SortAggregateExec Aggregate Physical Operator¶
SortAggregateExec
is an aggregate unary physical operator for sort-based aggregation.
Creating Instance¶
SortAggregateExec
takes the following to be created:
- (optional) Required Child Distribution Expressions
- Grouping NamedExpressions
- AggregateExpressions
- Aggregate Attributes
- Initial Input Buffer Offset
- Result NamedExpressions
- Child Physical Operator
SortAggregateExec
is created when:
AggUtils
utility is used to create a physical operator for aggregation
Performance Metrics¶
Key | Name (in web UI) |
---|---|
numOutputRows | number of output rows |
Demo¶
Let's disable preference for ObjectHashAggregateExec physical operator (using the spark.sql.execution.useObjectHashAggregateExec configuration property).

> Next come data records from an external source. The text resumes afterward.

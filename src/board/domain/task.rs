//! Task entity and its boundary view.

use super::{BoardDomainError, ColumnId, TaskId, TaskLimits};
use crate::user::domain::UserEmail;
use chrono::{DateTime, Utc};
use mockable::Clock;
use serde::{Deserialize, Serialize};

/// Input for creating a task.
#[derive(Debug, Clone, PartialEq, Eq)]
pub struct TaskDraft {
    /// Task title.
    pub title: String,
    /// Task description, possibly empty.
    pub description: String,
    /// User responsible for the task.
    pub assignee: UserEmail,
    /// Due date, not earlier than creation time.
    pub due: DateTime<Utc>,
}

/// A unit of work held by exactly one column.
#[derive(Debug, Clone, PartialEq, Eq)]
pub struct Task {
    id: TaskId,
    column_id: ColumnId,
    created_at: DateTime<Utc>,
    title: String,
    description: String,
    assignee: UserEmail,
    due: DateTime<Utc>,
}

/// Parameter object for reconstructing a persisted task.
#[derive(Debug, Clone, PartialEq, Eq)]
pub struct PersistedTaskData {
    /// Persisted task identifier.
    pub id: TaskId,
    /// Column holding the task.
    pub column_id: ColumnId,
    /// Persisted creation timestamp.
    pub created_at: DateTime<Utc>,
    /// Persisted title.
    pub title: String,
    /// Persisted description.
    pub description: String,
    /// Persisted assignee.
    pub assignee: UserEmail,
    /// Persisted due date.
    pub due: DateTime<Utc>,
}

impl Task {
    /// Creates a validated task in the given column.
    ///
    /// # Errors
    ///
    /// Returns a validation error when the title, description, or due date
    /// is rejected.
    pub fn new(
        column_id: ColumnId,
        draft: TaskDraft,
        limits: TaskLimits,
        clock: &impl Clock,
    ) -> Result<Self, BoardDomainError> {
        let now = clock.utc();
        validate_title(&draft.title, limits)?;
        validate_description(&draft.description, limits)?;
        validate_due(draft.due, now)?;

        Ok(Self {
            id: TaskId::new(),
            column_id,
            created_at: now,
            title: draft.title,
            description: draft.description,
            assignee: draft.assignee,
            due: draft.due,
        })
    }

    /// Reconstructs a task from persisted storage without revalidating it.
    #[must_use]
    pub fn from_persisted(data: PersistedTaskData) -> Self {
        Self {
            id: data.id,
            column_id: data.column_id,
            created_at: data.created_at,
            title: data.title,
            description: data.description,
            assignee: data.assignee,
            due: data.due,
        }
    }

    /// Returns the task identifier.
    #[must_use]
    pub const fn id(&self) -> TaskId {
        self.id
    }

    /// Returns the identifier of the column holding the task.
    #[must_use]
    pub const fn column_id(&self) -> ColumnId {
        self.column_id
    }

    /// Returns the creation timestamp.
    #[must_use]
    pub const fn created_at(&self) -> DateTime<Utc> {
        self.created_at
    }

    /// Returns the title.
    #[must_use]
    pub fn title(&self) -> &str {
        &self.title
    }

    /// Returns the description.
    #[must_use]
    pub fn description(&self) -> &str {
        &self.description
    }

    /// Returns the assignee.
    #[must_use]
    pub const fn assignee(&self) -> &UserEmail {
        &self.assignee
    }

    /// Returns the due date.
    #[must_use]
    pub const fn due(&self) -> DateTime<Utc> {
        self.due
    }

    /// Replaces the title.
    ///
    /// # Errors
    ///
    /// Returns [`BoardDomainError::EmptyTitle`] or
    /// [`BoardDomainError::TitleTooLong`]; the title is unchanged on error.
    pub fn set_title(
        &mut self,
        title: impl Into<String>,
        limits: TaskLimits,
    ) -> Result<(), BoardDomainError> {
        let value = title.into();
        validate_title(&value, limits)?;
        self.title = value;
        Ok(())
    }

    /// Replaces the description.
    ///
    /// # Errors
    ///
    /// Returns [`BoardDomainError::DescriptionTooLong`]; the description is
    /// unchanged on error.
    pub fn set_description(
        &mut self,
        description: impl Into<String>,
        limits: TaskLimits,
    ) -> Result<(), BoardDomainError> {
        let value = description.into();
        validate_description(&value, limits)?;
        self.description = value;
        Ok(())
    }

    /// Replaces the due date.
    ///
    /// # Errors
    ///
    /// Returns [`BoardDomainError::DueInPast`] when `due` is earlier than the
    /// clock's current time.
    pub fn set_due(&mut self, due: DateTime<Utc>, clock: &impl Clock) -> Result<(), BoardDomainError> {
        validate_due(due, clock.utc())?;
        self.due = due;
        Ok(())
    }

    /// Replaces the assignee. Membership is checked by the board.
    pub fn set_assignee(&mut self, assignee: UserEmail) {
        self.assignee = assignee;
    }

    /// Points the task at another column. Capacity is the caller's concern.
    pub const fn move_column(&mut self, column_id: ColumnId) {
        self.column_id = column_id;
    }
}

fn validate_title(title: &str, limits: TaskLimits) -> Result<(), BoardDomainError> {
    if title.is_empty() {
        return Err(BoardDomainError::EmptyTitle);
    }
    let actual = title.chars().count();
    if actual > limits.max_title_chars {
        return Err(BoardDomainError::TitleTooLong {
            max: limits.max_title_chars,
            actual,
        });
    }
    Ok(())
}

fn validate_description(description: &str, limits: TaskLimits) -> Result<(), BoardDomainError> {
    let actual = description.chars().count();
    if actual > limits.max_description_chars {
        return Err(BoardDomainError::DescriptionTooLong {
            max: limits.max_description_chars,
            actual,
        });
    }
    Ok(())
}

fn validate_due(due: DateTime<Utc>, now: DateTime<Utc>) -> Result<(), BoardDomainError> {
    if due < now {
        return Err(BoardDomainError::DueInPast { due, now });
    }
    Ok(())
}

/// Serializable snapshot of a task returned across the service boundary.
#[derive(Debug, Clone, PartialEq, Eq, Serialize, Deserialize)]
pub struct TaskView {
    /// Task identifier.
    pub id: TaskId,
    /// Column holding the task.
    pub column_id: ColumnId,
    /// Creation timestamp.
    pub created_at: DateTime<Utc>,
    /// Title.
    pub title: String,
    /// Description.
    pub description: String,
    /// Assignee.
    pub assignee: UserEmail,
    /// Due date.
    pub due: DateTime<Utc>,
}

impl From<&Task> for TaskView {
    fn from(task: &Task) -> Self {
        Self {
            id: task.id,
            column_id: task.column_id,
            created_at: task.created_at,
            title: task.title.clone(),
            description: task.description.clone(),
            assignee: task.assignee.clone(),
            due: task.due,
        }
    }
}
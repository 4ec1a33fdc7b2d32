//! Ordered column collection owned by a board.

use super::{BoardDomainError, Column, Task, TaskId};
use crate::user::domain::UserEmail;

/// Minimum number of columns a board keeps.
pub const MIN_COLUMNS: usize = 2;

/// Columns of one board, ordered by ordinal.
///
/// Ordinals always equal positions: every structural change ends with a
/// full renumbering pass. Ordinal 0 is the backlog where new tasks land and
/// the last ordinal is the terminal done column.
#[derive(Debug, Clone, PartialEq, Eq)]
pub struct ColumnSet {
    columns: Vec<Column>,
}

impl ColumnSet {
    /// Creates a column set with one column per name, in order.
    ///
    /// # Errors
    ///
    /// Returns [`BoardDomainError::EmptyColumnName`] when a name is empty or
    /// [`BoardDomainError::TooFewColumns`] when fewer than
    /// [`MIN_COLUMNS`] names are given.
    pub fn with_names<'a>(
        names: impl IntoIterator<Item = &'a str>,
    ) -> Result<Self, BoardDomainError> {
        let columns = names
            .into_iter()
            .enumerate()
            .map(|(ordinal, name)| Column::new(name, ordinal))
            .collect::<Result<Vec<_>, _>>()?;
        if columns.len() < MIN_COLUMNS {
            return Err(BoardDomainError::TooFewColumns(MIN_COLUMNS));
        }
        Ok(Self { columns })
    }

    /// Rebuilds a column set from persisted columns, ordering them by their
    /// stored ordinals.
    #[must_use]
    pub fn from_persisted(mut columns: Vec<Column>) -> Self {
        columns.sort_by_key(Column::ordinal);
        let mut set = Self { columns };
        set.renumber();
        set
    }

    /// Returns the number of columns.
    #[must_use]
    pub fn len(&self) -> usize {
        self.columns.len()
    }

    /// Returns `true` when the set holds no columns.
    #[must_use]
    pub fn is_empty(&self) -> bool {
        self.columns.is_empty()
    }

    /// Iterates the columns in ordinal order.
    pub fn iter(&self) -> std::slice::Iter<'_, Column> {
        self.columns.iter()
    }

    /// Returns the ordinal of the terminal column.
    #[must_use]
    pub fn done_ordinal(&self) -> usize {
        self.len().saturating_sub(1)
    }

    /// Returns the column at `ordinal`.
    ///
    /// # Errors
    ///
    /// Returns [`BoardDomainError::ColumnNotFound`] outside `[0, len)`.
    pub fn column(&self, ordinal: usize) -> Result<&Column, BoardDomainError> {
        self.columns
            .get(ordinal)
            .ok_or(BoardDomainError::ColumnNotFound(ordinal))
    }

    /// Returns the column at `ordinal` mutably.
    ///
    /// # Errors
    ///
    /// Returns [`BoardDomainError::ColumnNotFound`] outside `[0, len)`.
    pub fn column_mut(&mut self, ordinal: usize) -> Result<&mut Column, BoardDomainError> {
        self.columns
            .get_mut(ordinal)
            .ok_or(BoardDomainError::ColumnNotFound(ordinal))
    }

    /// Returns the backlog column.
    ///
    /// # Errors
    ///
    /// Returns [`BoardDomainError::ColumnNotFound`] if the set is empty.
    pub fn backlog(&self) -> Result<&Column, BoardDomainError> {
        self.column(0)
    }

    /// Returns the ordinal of the column holding the task.
    #[must_use]
    pub fn locate_task(&self, id: TaskId) -> Option<usize> {
        self.columns.iter().position(|column| column.contains(id))
    }

    /// Inserts a new empty column at `ordinal`.
    ///
    /// # Errors
    ///
    /// Returns [`BoardDomainError::InsertOutOfRange`] when `ordinal` exceeds
    /// the column count, or [`BoardDomainError::EmptyColumnName`].
    pub fn add_column(
        &mut self,
        ordinal: usize,
        name: impl Into<String>,
    ) -> Result<(), BoardDomainError> {
        let count = self.len();
        if ordinal > count {
            return Err(BoardDomainError::InsertOutOfRange { ordinal, count });
        }
        let column = Column::new(name, ordinal)?;
        self.columns.insert(ordinal, column);
        self.renumber();
        Ok(())
    }

    /// Renames the column at `ordinal`.
    ///
    /// # Errors
    ///
    /// Returns [`BoardDomainError::ColumnNotFound`] or
    /// [`BoardDomainError::EmptyColumnName`].
    pub fn rename_column(
        &mut self,
        ordinal: usize,
        name: impl Into<String>,
    ) -> Result<(), BoardDomainError> {
        self.column_mut(ordinal)?.rename(name)
    }

    /// Moves the empty column at `ordinal` by `shift` positions.
    ///
    /// # Errors
    ///
    /// Returns [`BoardDomainError::ZeroShift`], then
    /// [`BoardDomainError::ShiftOutOfRange`] when the target is outside the
    /// set, then [`BoardDomainError::ColumnNotFound`] or
    /// [`BoardDomainError::ColumnNotEmpty`] for the source.
    pub fn move_column(&mut self, ordinal: usize, shift: isize) -> Result<(), BoardDomainError> {
        if shift == 0 {
            return Err(BoardDomainError::ZeroShift);
        }
        let target = ordinal
            .checked_add_signed(shift)
            .filter(|target| *target < self.len())
            .ok_or(BoardDomainError::ShiftOutOfRange { ordinal, shift })?;
        if !self.column(ordinal)?.is_empty() {
            return Err(BoardDomainError::ColumnNotEmpty(ordinal));
        }

        let column = self.columns.remove(ordinal);
        self.columns.insert(target, column);
        self.renumber();
        Ok(())
    }

    /// Removes the column at `ordinal`, merging its tasks into a neighbour.
    ///
    /// The backlog merges forward into ordinal 1; every other column merges
    /// backward into `ordinal - 1`. A failed merge leaves the set unchanged.
    ///
    /// # Errors
    ///
    /// Returns [`BoardDomainError::TooFewColumns`] at the floor,
    /// [`BoardDomainError::ColumnNotFound`], or
    /// [`BoardDomainError::LimitReached`] when the neighbour cannot take the
    /// tasks.
    pub fn remove_column(&mut self, ordinal: usize) -> Result<(), BoardDomainError> {
        if self.len() <= MIN_COLUMNS {
            return Err(BoardDomainError::TooFewColumns(MIN_COLUMNS));
        }
        self.column(ordinal)?;

        let mut removed = self.columns.remove(ordinal);
        // After the removal the forward neighbour of the backlog sits at 0.
        let target = if ordinal == 0 { 0 } else { ordinal - 1 };
        let merged = self
            .column_mut(target)
            .and_then(|neighbour| neighbour.consume(&mut removed));
        if let Err(err) = merged {
            self.columns.insert(ordinal, removed);
            return Err(err);
        }
        self.renumber();
        Ok(())
    }

    /// Returns tasks assigned to `email` in the columns strictly between the
    /// backlog and the done column.
    #[must_use]
    pub fn assignee_tasks(&self, email: &UserEmail) -> Vec<&Task> {
        let done = self.done_ordinal();
        self.columns
            .iter()
            .filter(|column| column.ordinal() > 0 && column.ordinal() < done)
            .flat_map(|column| column.assignee_tasks(email))
            .collect()
    }

    fn renumber(&mut self) {
        for (ordinal, column) in self.columns.iter_mut().enumerate() {
            column.set_ordinal(ordinal);
        }
    }
}

impl<'a> IntoIterator for &'a ColumnSet {
    type Item = &'a Column;
    type IntoIter = std::slice::Iter<'a, Column>;

    fn into_iter(self) -> Self::IntoIter {
        self.iter()
    }
}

spark.conf.set("spark.sql.execution.useObjectHashAggregateExec", false)
assert(spark.sessionState.conf.useObjectHashAggregation == false)
val names = Seq(
(0, "zero"),
(1, "one"),
(2, "two")).toDF("num", "name")
Let's use immutable data types for aggregateBufferAttributes
(so HashAggregateExec physical operator will not be selected).
val q = names
.withColumn("initial", substring('name, 0, 1))
.groupBy('initial)
.agg(collect_set('initial))
scala> q.explain
== Physical Plan ==
SortAggregate(key=[initial#160], functions=[collect_set(initial#160, 0, 0)])
+- *(2) Sort [initial#160 ASC NULLS FIRST], false, 0
+- Exchange hashpartitioning(initial#160, 200), ENSURE_REQUIREMENTS, [id=#122]
+- SortAggregate(key=[initial#160], functions=[partial_collect_set(initial#160, 0, 0)])
+- *(1) Sort [initial#160 ASC NULLS FIRST], false, 0
+- *(1) LocalTableScan [initial#160]
import q.queryExecution.optimizedPlan
import org.apache.spark.sql.catalyst.plans.logical.Aggregate
val aggLog = optimizedPlan.asInstanceOf[Aggregate]
import org.apache.spark.sql.catalyst.planning.PhysicalAggregation
import org.apache.spark.sql.catalyst.expressions.aggregate.AggregateExpression
val (_, aggregateExpressions: Seq[AggregateExpression], _, _) = PhysicalAggregation.unapply(aggLog).get
val aggregateBufferAttributes =
aggregateExpressions.flatMap(_.aggregateFunction.aggBufferAttributes)
import org.apache.spark.sql.execution.aggregate.HashAggregateExec
assert(HashAggregateExec.supportsAggregate(aggregateBufferAttributes) == false)